No difference between patient characteristics of ICU admissions for RSV and controls, ie impossible to predict who may require ICU (Peds 99).
Systematic review of epinephrine (n = 8), [beta]2-agonists (n = 13), corticosteroids (n = 13), and ribavirin (n = 10) found that studies were underpowered and few collected data on useful outcomes eg duration of hospitalization. Neb adrenaline reduced admissions/length of stay in 2 out of 5 RCTs. 7 RCTs of beta agonist nebs, none found reduced length of stay. Out of 4 studies of oral steroids, 1 found reduced length of stay, but 1 found prolonged LOS! No evidence for parenteral. 1 study of inhaled steroids found less asthma at 2 years, but 2 studies found higher rates!Arch Ped & Adol Med Vol 158(2) February 2004 p 127–137, King, Valerie
HMPV is a newly identified relative of RSV. It is probably the second biggest cause of LRTI after RSV. It is seasonal, there is a PCR test. IVIG and Tribavirin are effective in vitro. It produces less pneumonia than RSV and a less severe illness, it can produce croup but less often than paraflu. Found frequently in patients with wheeze – role in asthma needs to be explored. Co-infection with other viruses is common. Reinfection with different strains (of which there are 4) is possible. 100% of the population is seropositive by age 5 yrs, but it reemerges in immunodef and elderly patients. No information yet on how much nosocomial transmission occurs (IIC).
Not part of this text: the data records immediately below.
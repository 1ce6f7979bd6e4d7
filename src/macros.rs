//! Utility macros for the lexer.
//!
//! This module defines helper macros used by the token catalog and the
//! tokenizer:
//!
//! - `MK_TOKEN!` - Creates a Token instance
//! - `MK_LOOKUP!` - Builds a spelling -> TokenKind lookup table
//!
//! These macros reduce boilerplate in the catalog and lexer implementation.

/// Creates a Token instance.
///
/// # Arguments
///
/// * `$kind` - The TokenKind
/// * `$lexeme` - The source text the token was read from
///
/// # Example
///
/// ```ignore
/// let token = MK_TOKEN!(TokenKind::Literal, "42");
/// ```
#[macro_export]
macro_rules! MK_TOKEN {
    ($kind:expr, $lexeme:expr) => {
        $crate::lexer::tokens::Token::new($kind, $lexeme)
    };
}

/// Builds a `HashMap` lookup table from `spelling => kind` pairs.
///
/// # Example
///
/// ```ignore
/// let map = MK_LOOKUP! {
///     "if" => TokenKind::If,
///     "else" => TokenKind::Else,
/// };
/// ```
#[macro_export]
macro_rules! MK_LOOKUP {
    ($($spelling:expr => $kind:expr),* $(,)?) => {{
        let mut map = ::std::collections::HashMap::new();
        $(
            map.insert($spelling, $kind);
        )*
        map
    }};
}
Palivizumab (Synagis) is a monoclonal antibody against RSV. Indicated for preterms esp with BPD, and haemodynamically significant congenital heart disease in first 2yr. It works, but expensive. See Immunity.
RSV not more common in CF but associated with pseud aerug colonization so potential benefit of Synagis?
3% saline nebulized for bronchiolitis shortened hospital stay by 1 day, improved clincal scores esp outpatients cf 0.9% saline. Cochrane, 4 trials, nearly 300 patients.